WHAT YOU ARE ASKED TO DO = Set down exactly the lines of the records from the top to the line containing "figure. An all-sentinel"; include both.

ENTRIES SHOWN =
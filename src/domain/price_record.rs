//! Decoded price figures and metadata for one product/region pair.

use serde::{Deserialize, Serialize};

/// Sentinel the pricing service uses for "no figure available".
pub const NO_DATA: &str = "N/A";

fn no_data() -> String {
    NO_DATA.to_string()
}

/// One price record as decoded from the backend payload.
///
/// All price fields are decimal-amount strings or the [`NO_DATA`] sentinel;
/// a sentinel field renders no row. Serde names follow the wire payload, so
/// missing fields decode to the sentinel rather than failing the record.
#[derive(Debug, Clone, PartialEq, Eq, Serialize, Deserialize)]
pub struct PriceRecord {
    #[serde(default = "no_data")]
    pub official_price: String,
    #[serde(default = "no_data")]
    pub keyshop_price: String,
    #[serde(default = "no_data")]
    pub historical_official: String,
    #[serde(default = "no_data", rename = "historical_keyshops")]
    pub historical_keyshop: String,
    #[serde(default)]
    pub currency: String,
    /// Attribution link back to the pricing provider. Whenever non-empty it
    /// must appear in the rendered widget (provider terms of use).
    #[serde(default, rename = "url")]
    pub source_url: String,
}

impl PriceRecord {
    /// True when at least one price field carries a figure. An all-sentinel
    /// record is equivalent to "no data" and must render nothing.
    pub fn has_renderable_prices(&self) -> bool {
        [
            &self.official_price,
            &self.historical_official,
            &self.keyshop_price,
            &self.historical_keyshop,
        ]
        .into_iter()
        .any(|price| price != NO_DATA)
    }
}

impl Default for PriceRecord {
    fn default() -> Self {
        Self {
            official_price: no_data(),
            keyshop_price: no_data(),
            historical_official: no_data(),
            historical_keyshop: no_data(),
            currency: String::new(),
            source_url: String::new(),
        }
    }
}
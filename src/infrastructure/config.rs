//! Fixed host identities and pricing-service endpoints.
//!
//! The overlay does not own the page it decorates; everything it needs to
//! find there is named here, with defaults matching the Steam storefront.

use serde::{Deserialize, Serialize};

/// Steam storefront constants the overlay reads or anchors on.
pub mod storefront {
    /// Path segment identifying a product page.
    pub const APP_PATH_SEGMENT: &str = "/app/";
    /// Element carrying the page configuration blobs.
    pub const CONFIG_ELEMENT_ID: &str = "application_config";
    /// Attribute with the page configuration JSON (field `COUNTRY`).
    pub const CONFIG_ATTRIBUTE: &str = "data-config";
    /// Attribute with the user-info JSON (field `country_code`).
    pub const USERINFO_ATTRIBUTE: &str = "data-userinfo";
    /// Cookie carrying a two-letter region value.
    pub const COUNTRY_COOKIE: &str = "steamCountry";
    /// Purchase box the widget is inserted immediately before.
    pub const ANCHOR_ELEMENT_ID: &str = "game_area_purchase";
}

/// GG.deals API constants.
pub mod ggdeals {
    pub const API_BASE_URL: &str = "https://api.gg.deals";
    /// Prices-by-Steam-app-id endpoint, relative to the base URL.
    pub const PRICES_BY_STEAM_APP_ID: &str = "/v1/prices/by-steam-app-id/";
}

/// Identities and labels used when reading the host page and mounting the
/// widget. Hosts with a different layout re-point these; the defaults match
/// the Steam storefront.
#[derive(Debug, Clone, Serialize, Deserialize)]
pub struct OverlayConfig {
    /// Element carrying the configuration blobs.
    pub config_element_id: String,
    /// Attribute holding the page configuration JSON.
    pub config_attribute: String,
    /// Attribute holding the user-info JSON.
    pub userinfo_attribute: String,
    /// Cookie name carrying the region value.
    pub country_cookie: String,
    /// Element the widget is inserted immediately before.
    pub anchor_element_id: String,
    /// Fixed identity of the widget container (idempotence guard).
    pub widget_element_id: String,
    /// Fixed identity of the injected stylesheet block.
    pub style_element_id: String,
    /// Static title shown in the widget header.
    pub widget_title: String,
    /// Text of the attribution link back to the pricing provider.
    pub attribution_label: String,
}

impl Default for OverlayConfig {
    fn default() -> Self {
        Self {
            config_element_id: storefront::CONFIG_ELEMENT_ID.to_string(),
            config_attribute: storefront::CONFIG_ATTRIBUTE.to_string(),
            userinfo_attribute: storefront::USERINFO_ATTRIBUTE.to_string(),
            country_cookie: storefront::COUNTRY_COOKIE.to_string(),
            anchor_element_id: storefront::ANCHOR_ELEMENT_ID.to_string(),
            widget_element_id: "gtbp-price-widget".to_string(),
            style_element_id: "gtbp-styles".to_string(),
            widget_title: "Prices by GG.deals".to_string(),
            attribution_label: "View on GG.deals".to_string(),
        }
    }
}
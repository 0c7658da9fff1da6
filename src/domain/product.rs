//! Resolved product-page identity.

use serde::{Deserialize, Serialize};

/// The product and region the pricing call is made for.
///
/// Both fields are required for the pipeline to proceed; when either cannot
/// be determined the resolver yields no context at all, never a partial one.
#[derive(Debug, Clone, PartialEq, Eq, Serialize, Deserialize)]
pub struct ProductContext {
    /// Numeric token extracted from the `/app/<digits>` URL path segment.
    pub product_id: String,
    /// Two-letter region code, lower-cased for the outbound call.
    pub region_code: String,
}

impl ProductContext {
    /// Build a context, normalizing the region to its outbound form.
    pub fn new(product_id: impl Into<String>, region_code: &str) -> Self {
        Self {
            product_id: product_id.into(),
            region_code: region_code.to_ascii_lowercase(),
        }
    }
}

#[cfg(test)]
mod tests {
    use super::*;

    #[test]
    fn region_code_is_lower_cased_for_the_outbound_call() {
        let context = ProductContext::new("730", "DE");
        assert_eq!(context.product_id, "730");
        assert_eq!(context.region_code, "de");
    }
}
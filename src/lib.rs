//! bestprice - storefront price-comparison overlay engine
//!
//! Augments a third-party storefront product page with price-comparison data
//! from GG.deals: resolves the product and region from the ambient page,
//! fetches a price record through an opaque backend bridge, and mounts a
//! de-duplicated widget into a host document the overlay does not control.

pub mod application;
pub mod domain;
pub mod infrastructure;

// Re-export the surface embedding hosts actually touch
pub use application::PageLifecycleController;
pub use domain::{PriceRecord, ProductContext, RenderOutcome};
pub use infrastructure::{
    CredentialStore, GgDealsBackend, HostDocument, OverlayConfig, PricingBackend, StaticDocument,
};
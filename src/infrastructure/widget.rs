//! Price widget rendering and stylesheet injection.
//!
//! Both mutations are idempotent against the document itself: fixed element
//! identities are existence-checked before anything is inserted, so repeated
//! invocations within one document lifetime never accumulate duplicates.
//! The document is the authoritative mount state; there are no in-memory
//! flags to go stale.

use tracing::{debug, warn};

use crate::domain::{NO_DATA, PriceRecord, RenderOutcome};
use crate::infrastructure::config::OverlayConfig;
use crate::infrastructure::host_document::HostDocument;

/// Stylesheet for the price widget, injected once per document.
pub const WIDGET_CSS: &str = r#"
    #gtbp-price-widget {
        background-color: #1a2c3d;
        font-family: 'Tenorite', 'Motiva Sans', sans-serif;
        padding: 10px 16px;
        margin-bottom: 10px;
        border-radius: 3px;
        font-size: 14px;
        display: grid;
        grid-template-columns: 1fr 1fr;
        gap: 6px 16px;
    }
    .gtbp-header {
        grid-column: 1 / -1;
        color: #ffffff;
        font-size: 16px;
        padding-bottom: 6px;
        margin-bottom: 6px;
        border-bottom: 1px solid #2a475e;
        display: flex;
        justify-content: space-between;
        align-items: center;
    }
    .gtbp-header .header-title {
        font-weight: 700;
    }
    .gtbp-header a {
        color: #5d92b8;
        text-decoration: none;
        font-size: 12px;
        font-weight: 500;
    }
    .gtbp-header a:hover {
        color: #ffffff;
        text-decoration: underline;
    }
    .gtbp-price-row {
        display: flex;
        align-items: center;
        line-height: 1.4;
    }
    .gtbp-price-row .label {
        color: #5d92b8;
        font-weight: 500;
        min-width: 120px;
        display: inline-block;
    }
    .gtbp-price-row .value {
        color: #ffffff;
        font-weight: 700;
        margin-left: 8px;
    }
"#;

/// Builds the widget fragment and mounts it exactly once per document.
pub struct WidgetRenderer {
    config: OverlayConfig,
}

impl WidgetRenderer {
    pub fn new(config: OverlayConfig) -> Self {
        Self { config }
    }

    /// Append the widget stylesheet unless it is already present. Safe to
    /// call any number of times per document lifetime.
    pub fn ensure_styles(&self, document: &mut dyn HostDocument) {
        if document.has_element(&self.config.style_element_id) {
            return;
        }
        document.append_head_style(&self.config.style_element_id, WIDGET_CSS);
        debug!("injected widget stylesheet");
    }

    /// Mount the widget immediately before the anchor element.
    ///
    /// Checks run strictly in this order: mount guard, anchor presence, data
    /// presence. The guard comes first so redundant invocations can never
    /// produce duplicate nodes, and a missing anchor is reported as a layout
    /// problem rather than masked as missing data.
    pub fn render(&self, record: &PriceRecord, document: &mut dyn HostDocument) -> RenderOutcome {
        if document.has_element(&self.config.widget_element_id) {
            debug!("price widget already mounted, skipping");
            return RenderOutcome::SkippedAlreadyMounted;
        }
        if !document.has_element(&self.config.anchor_element_id) {
            warn!(
                anchor = %self.config.anchor_element_id,
                "anchor element not found, widget not mounted"
            );
            return RenderOutcome::SkippedNoAnchor;
        }
        let Some(fragment) = self.build_fragment(record) else {
            debug!("no prices to display");
            return RenderOutcome::SkippedNoData;
        };
        if !document.insert_before(
            &self.config.anchor_element_id,
            &self.config.widget_element_id,
            &fragment,
        ) {
            warn!("anchor element disappeared before insertion");
            return RenderOutcome::SkippedNoAnchor;
        }
        debug!("mounted price widget");
        RenderOutcome::Inserted
    }

    /// The widget container, or nothing when every price row is sentinel.
    /// An attribution-only widget with no prices is considered noise.
    fn build_fragment(&self, record: &PriceRecord) -> Option<String> {
        let rows: Vec<String> = [
            ("Official", &record.official_price, "official"),
            ("Historical Official", &record.historical_official, "hist-official"),
            ("Keyshop", &record.keyshop_price, "keyshop"),
            ("Historical Keyshop", &record.historical_keyshop, "hist-keyshop"),
        ]
        .into_iter()
        .filter_map(|(label, price, css_class)| {
            price_row(label, price, &record.currency, css_class)
        })
        .collect();

        if rows.is_empty() {
            return None;
        }

        // Required by the pricing provider's API terms whenever a source URL
        // is given; part of the header, not independently removable.
        let attribution = if record.source_url.is_empty() {
            String::new()
        } else {
            format!(
                r#"<a href="{}" target="_blank">{}</a>"#,
                record.source_url, self.config.attribution_label
            )
        };

        Some(format!(
            r#"<div id="{id}"><div class="gtbp-header"><span class="header-title">{title}</span>{attribution}</div>{rows}</div>"#,
            id = self.config.widget_element_id,
            title = self.config.widget_title,
            attribution = attribution,
            rows = rows.concat(),
        ))
    }
}

/// One labelled price row, omitted when the figure is the sentinel.
fn price_row(label: &str, price: &str, currency: &str, css_class: &str) -> Option<String> {
    if price == NO_DATA {
        return None;
    }
    Some(format!(
        r#"<div class="gtbp-price-row {css_class}"><span class="label">{label}:</span><span class="value">{price} {currency}</span></div>"#
    ))
}
//! Keyed in-memory cache with per-entry expiry.
//!
//! Expiry is enforced twice: lazily, when a read finds an expired entry (it is removed and
//! the read misses), and by [`spawn_sweeper`](crate::sweep::spawn_sweeper), which removes
//! expired entries whether or not they are read again.
//!
//! ```rust
//! use portcullis::TtlCache;
//! use std::time::Duration;
//!
//! let cache: TtlCache<String> = TtlCache::new(Duration::from_secs(300));
//! cache.set("users:page:1", "[...]".to_string(), Duration::from_secs(60));
//! assert_eq!(cache.get("users:page:1").as_deref(), Some("[...]"));
//! ```

use crate::clock::{Clock, SystemClock};
use crate::rate_limit::duration_millis;
use crate::sweep::Sweep;
use std::collections::HashMap;
use std::future::Future;
use std::sync::atomic::{AtomicU64, Ordering};
use std::sync::{Arc, Mutex, MutexGuard};
use std::time::Duration;

/// Default TTL for [`TtlCache::set_default`] when none is configured (5 minutes).
pub const DEFAULT_TTL: Duration = Duration::from_secs(5 * 60);
/// Sweep interval used by the presets (2 minutes).
pub const DEFAULT_SWEEP_INTERVAL: Duration = Duration::from_secs(2 * 60);

#[derive(Debug, Clone)]
struct CacheEntry<V> {
    data: V,
    stored_at: u64,
    ttl_millis: u64,
}

impl<V> CacheEntry<V> {
    fn is_expired(&self, now: u64) -> bool {
        now > self.stored_at.saturating_add(self.ttl_millis)
    }
}

/// Hit/miss counters since construction.
#[derive(Debug, Clone, Copy, Default, PartialEq, Eq)]
pub struct CacheStats {
    pub hits: u64,
    pub misses: u64,
    pub entries: usize,
}

/// Generic TTL cache. Values are cloned out on read; wrap large values in `Arc`.
#[derive(Debug)]
pub struct TtlCache<V> {
    entries: Mutex<HashMap<String, CacheEntry<V>>>,
    default_ttl: Duration,
    clock: Arc<dyn Clock>,
    hits: AtomicU64,
    misses: AtomicU64,
}

impl<V> TtlCache<V>
where
    V: Clone + Send + Sync,
{
    pub fn new(default_ttl: Duration) -> Self {
        Self {
            entries: Mutex::new(HashMap::new()),
            default_ttl,
            clock: Arc::new(SystemClock),
            hits: AtomicU64::new(0),
            misses: AtomicU64::new(0),
        }
    }

    /// Override the clock (deterministic tests).
    pub fn with_clock<C: Clock + 'static>(mut self, clock: C) -> Self {
        self.clock = Arc::new(clock);
        self
    }

    fn lock(&self) -> MutexGuard<'_, HashMap<String, CacheEntry<V>>> {
        self.entries.lock().unwrap_or_else(|poisoned| poisoned.into_inner())
    }

    /// Value for `key` if present and not expired. Expired entries are removed.
    pub fn get(&self, key: &str) -> Option<V> {
        let now = self.clock.now_millis();
        let mut entries = self.lock();
        let hit = match entries.get(key) {
            Some(entry) if entry.is_expired(now) => {
                entries.remove(key);
                None
            }
            Some(entry) => Some(entry.data.clone()),
            None => None,
        };
        drop(entries);

        if hit.is_some() {
            self.hits.fetch_add(1, Ordering::Relaxed);
        } else {
            self.misses.fetch_add(1, Ordering::Relaxed);
        }
        tracing::debug!(key, hit = hit.is_some(), "cache lookup");
        hit
    }

    /// Store `data` under `key`, replacing any prior entry and restarting its clock.
    pub fn set(&self, key: impl Into<String>, data: V, ttl: Duration) {
        let entry = CacheEntry {
            data,
            stored_at: self.clock.now_millis(),
            ttl_millis: duration_millis(ttl),
        };
        self.lock().insert(key.into(), entry);
    }

    /// Store with the cache's default TTL.
    pub fn set_default(&self, key: impl Into<String>, data: V) {
        self.set(key, data, self.default_ttl);
    }

    /// Remove `key`. Returns whether an entry existed.
    pub fn delete(&self, key: &str) -> bool {
        self.lock().remove(key).is_some()
    }

    /// Whether `key` holds a live entry. Does not touch hit/miss counters.
    pub fn contains(&self, key: &str) -> bool {
        let now = self.clock.now_millis();
        self.lock().get(key).is_some_and(|entry| !entry.is_expired(now))
    }

    pub fn clear(&self) {
        self.lock().clear();
    }

    /// Stored entries, expired-but-unswept ones included.
    pub fn size(&self) -> usize {
        self.lock().len()
    }

    pub fn keys(&self) -> Vec<String> {
        self.lock().keys().cloned().collect()
    }

    /// Remove every key containing `pattern`. O(n) in the number of keys.
    pub fn invalidate(&self, pattern: &str) -> usize {
        let mut entries = self.lock();
        let before = entries.len();
        entries.retain(|key, _| !key.contains(pattern));
        let removed = before - entries.len();
        tracing::debug!(pattern, removed, "cache invalidated");
        removed
    }

    pub fn default_ttl(&self) -> Duration {
        self.default_ttl
    }

    pub fn stats(&self) -> CacheStats {
        CacheStats {
            hits: self.hits.load(Ordering::Relaxed),
            misses: self.misses.load(Ordering::Relaxed),
            entries: self.size(),
        }
    }

    /// Cached value for `key`, or the result of `producer` (stored on success).
    ///
    /// Concurrent misses for the same key each run `producer`; pair with
    /// [`Deduplicator`](crate::Deduplicator) to coalesce them.
    pub async fn with_cache<F, Fut, E>(&self, key: &str, producer: F, ttl: Duration) -> Result<V, E>
    where
        F: FnOnce() -> Fut,
        Fut: Future<Output = Result<V, E>>,
    {
        if let Some(hit) = self.get(key) {
            return Ok(hit);
        }
        let value = producer().await?;
        self.set(key, value.clone(), ttl);
        Ok(value)
    }
}

impl<V> Sweep for TtlCache<V>
where
    V: Clone + Send + Sync,
{
    fn sweep(&self) -> usize {
        let now = self.clock.now_millis();
        let mut entries = self.lock();
        let before = entries.len();
        entries.retain(|_, entry| !entry.is_expired(now));
        before - entries.len()
    }

    fn label(&self) -> &str {
        "ttl_cache"
    }
}

/// Key builders for the admin console's cached reads.
pub mod keys {
    pub fn list(resource: &str, page: u32, page_size: u32, filter: Option<&str>) -> String {
        match filter {
            Some(f) if !f.is_empty() => format!("{resource}:list:{page}:{page_size}:{f}"),
            _ => format!("{resource}:list:{page}:{page_size}"),
        }
    }

    pub fn item(resource: &str, id: impl std::fmt::Display) -> String {
        format!("{resource}:item:{id}")
    }

    pub fn stats(resource: &str) -> String {
        format!("{resource}:stats")
    }
}

#[cfg(test)]
mod tests {
    use super::*;
    use crate::clock::ManualClock;
    use std::convert::Infallible;
    use std::sync::atomic::AtomicUsize;

    fn cache(clock: &ManualClock) -> TtlCache<String> {
        TtlCache::new(DEFAULT_TTL).with_clock(clock.clone())
    }

    #[test]
    fn entry_expires_after_ttl() {
        let clock = ManualClock::new(0);
        let cache = cache(&clock);
        cache.set("k", "v".into(), Duration::from_millis(1000));
        assert_eq!(cache.get("k").as_deref(), Some("v"));

        clock.advance_millis(1000);
        assert_eq!(cache.get("k").as_deref(), Some("v"), "expiry is strictly after ttl");

        clock.advance_millis(100);
        assert_eq!(cache.get("k"), None);
        assert_eq!(cache.size(), 0, "expired read removes the entry");
    }

    #[test]
    fn overwrite_restarts_clock() {
        let clock = ManualClock::new(0);
        let cache = cache(&clock);
        cache.set("k", "a".into(), Duration::from_millis(100));
        clock.advance_millis(90);
        cache.set("k", "b".into(), Duration::from_millis(100));
        clock.advance_millis(90);
        assert_eq!(cache.get("k").as_deref(), Some("b"));
    }

    #[test]
    fn delete_and_clear() {
        let clock = ManualClock::new(0);
        let cache = cache(&clock);
        cache.set_default("a", "1".into());
        cache.set_default("b", "2".into());
        assert!(cache.delete("a"));
        assert!(!cache.delete("a"));
        cache.clear();
        assert_eq!(cache.size(), 0);
    }

    #[test]
    fn invalidate_matches_substring() {
        let clock = ManualClock::new(0);
        let cache = cache(&clock);
        cache.set_default(keys::list("accounts", 1, 20, None), "p1".into());
        cache.set_default(keys::list("accounts", 2, 20, Some("active")), "p2".into());
        cache.set_default(keys::item("codes", 7), "c7".into());

        assert_eq!(cache.invalidate("accounts:"), 2);
        assert_eq!(cache.keys(), vec!["codes:item:7".to_string()]);
    }

    #[test]
    fn sweep_removes_unread_expired_entries() {
        let clock = ManualClock::new(0);
        let cache = cache(&clock);
        cache.set("short", "s".into(), Duration::from_millis(10));
        cache.set("long", "l".into(), Duration::from_secs(60));
        clock.advance_millis(11);

        assert_eq!(cache.sweep(), 1);
        assert!(cache.contains("long"));
        assert!(!cache.contains("short"));
    }

    #[test]
    fn stats_track_hits_and_misses() {
        let clock = ManualClock::new(0);
        let cache = cache(&clock);
        cache.get("missing");
        cache.set_default("k", "v".into());
        cache.get("k");
        cache.get("k");
        assert_eq!(cache.stats(), CacheStats { hits: 2, misses: 1, entries: 1 });
    }

    #[tokio::test]
    async fn with_cache_runs_producer_once_per_ttl() {
        let clock = ManualClock::new(0);
        let cache = cache(&clock);
        let calls = AtomicUsize::new(0);

        for _ in 0..3 {
            let value = cache
                .with_cache(
                    "dashboard",
                    || async {
                        calls.fetch_add(1, Ordering::SeqCst);
                        Ok::<_, Infallible>("fresh".to_string())
                    },
                    Duration::from_secs(30),
                )
                .await
                .unwrap();
            assert_eq!(value, "fresh");
        }
        assert_eq!(calls.load(Ordering::SeqCst), 1);

        clock.advance_millis(30_001);
        cache
            .with_cache(
                "dashboard",
                || async {
                    calls.fetch_add(1, Ordering::SeqCst);
                    Ok::<_, Infallible>("again".to_string())
                },
                Duration::from_secs(30),
            )
            .await
            .unwrap();
        assert_eq!(calls.load(Ordering::SeqCst), 2);
    }

    #[tokio::test]
    async fn with_cache_does_not_store_errors() {
        let clock = ManualClock::new(0);
        let cache = cache(&clock);
        let err = cache
            .with_cache("k", || async { Err::<String, _>("upstream down") }, Duration::from_secs(1))
            .await
            .unwrap_err();
        assert_eq!(err, "upstream down");
        assert_eq!(cache.size(), 0);
    }
}
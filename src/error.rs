//! Error types for admission and resilience policies
use std::fmt;
use std::time::Duration;

/// Unified error type surfaced by outbound policies.
///
/// A call produces exactly one of these. When retries are exhausted the last observed
/// error is returned unchanged, so `Inner` always carries the upstream's own reason.
#[derive(Debug, Clone)]
pub enum ResilienceError<E> {
    /// The attempt ran past its deadline.
    Timeout { elapsed: Duration, timeout: Duration },
    /// A rate limiter refused the call before it started
    RateLimited { limit: u32, retry_after: Duration },
    /// The operation itself failed.
    Inner(E),
}

impl<E: fmt::Display> fmt::Display for ResilienceError<E> {
    fn fmt(&self, f: &mut fmt::Formatter<'_>) -> fmt::Result {
        match self {
            Self::Timeout { elapsed, timeout } => {
                write!(f, "operation timed out after {:?} (limit: {:?})", elapsed, timeout)
            }
            Self::RateLimited { limit, retry_after } => {
                write!(
                    f,
                    "rate limit of {} requests exceeded; retry after {}s",
                    limit,
                    ceil_secs(*retry_after)
                )
            }
            Self::Inner(e) => write!(f, "{}", e),
        }
    }
}

impl<E: std::error::Error + 'static> std::error::Error for ResilienceError<E> {
    fn source(&self) -> Option<&(dyn std::error::Error + 'static)> {
        match self {
            Self::Inner(e) => Some(e),
            _ => None,
        }
    }
}

impl<E> ResilienceError<E> {
    pub fn is_timeout(&self) -> bool {
        matches!(self, Self::Timeout { .. })
    }

    pub fn is_rate_limited(&self) -> bool {
        matches!(self, Self::RateLimited { .. })
    }

    pub fn is_inner(&self) -> bool {
        matches!(self, Self::Inner(_))
    }

    /// Take the operation's own error, if that is what this is.
    pub fn into_inner(self) -> Option<E> {
        match self {
            Self::Inner(e) => Some(e),
            _ => None,
        }
    }

    /// The operation's own error, if any.
    pub fn as_inner(&self) -> Option<&E> {
        match self {
            Self::Inner(e) => Some(e),
            _ => None,
        }
    }

    /// Access timeout details as `(elapsed, timeout)`.
    pub fn timeout_details(&self) -> Option<(Duration, Duration)> {
        match self {
            Self::Timeout { elapsed, timeout } => Some((*elapsed, *timeout)),
            _ => None,
        }
    }

    /// How long a rate-limited caller should wait.
    pub fn retry_after(&self) -> Option<Duration> {
        match self {
            Self::RateLimited { retry_after, .. } => Some(*retry_after),
            _ => None,
        }
    }
}

/// Whole seconds, rounded up. Used for `Retry-After`.
pub(crate) fn ceil_secs(d: Duration) -> u64 {
    let millis = u64::try_from(d.as_millis()).unwrap_or(u64::MAX);
    millis.div_ceil(1000)
}

/// Errors produced while building a policy, store, or client.
#[derive(thiserror::Error, Debug, Clone, PartialEq, Eq)]
pub enum BuildError {
    #[error("max_requests must be > 0")]
    ZeroMaxRequests,
    #[error("window must be > 0")]
    ZeroWindow,
    #[error("timeout must be non-zero and finite (got {0:?})")]
    InvalidTimeout(Duration),
    #[error("{name} must be > 0")]
    ZeroDuration { name: &'static str },
    #[error("history capacity must be > 0")]
    ZeroCapacity,
    #[error("invalid realtime endpoint `{endpoint}`: {reason}")]
    InvalidEndpoint { endpoint: String, reason: String },
}

/// Errors produced while loading configuration.
#[derive(thiserror::Error, Debug)]
pub enum ConfigError {
    #[error("invalid config document: {0}")]
    Decode(#[from] serde_json::Error),
    #[error("invalid `{section}` section: {source}")]
    Invalid {
        section: String,
        #[source]
        source: BuildError,
    },
}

WRITTEN RESPONSE =
filename src/domain/price_record.rs
//! Decoded price figures and metadata for one product/region pair.

use serde::{Deserialize, Serialize};

/// Sentinel the pricing service uses for "no figure available".
pub const NO_DATA: &str = "N/A";

fn no_data() -> String {
    NO_DATA.to_string()
}

/// One price record as decoded from the backend payload.
///
/// All price fields are decimal-amount strings or the [`NO_DATA`] sentinel;
/// a sentinel field renders no row. Serde names follow the wire payload, so
/// missing fields decode to the sentinel rather than failing the record.
#[derive(Debug, Clone, PartialEq, Eq, Serialize, Deserialize)]
pub struct PriceRecord {
    #[serde(default = "no_data")]
    pub official_price: String,
    #[serde(default = "no_data")]
    pub keyshop_price: String,
    #[serde(default = "no_data")]
    pub historical_official: String,
    #[serde(default = "no_data", rename = "historical_keyshops")]
    pub historical_keyshop: String,
    #[serde(default)]
    pub currency: String,
    /// Attribution link back to the pricing provider. Whenever non-empty it
    /// must appear in the rendered widget (provider terms of use).
    #[serde(default, rename = "url")]
    pub source_url: String,
}

impl PriceRecord {
    /// True when at least one price field carries a figure. An all-sentinel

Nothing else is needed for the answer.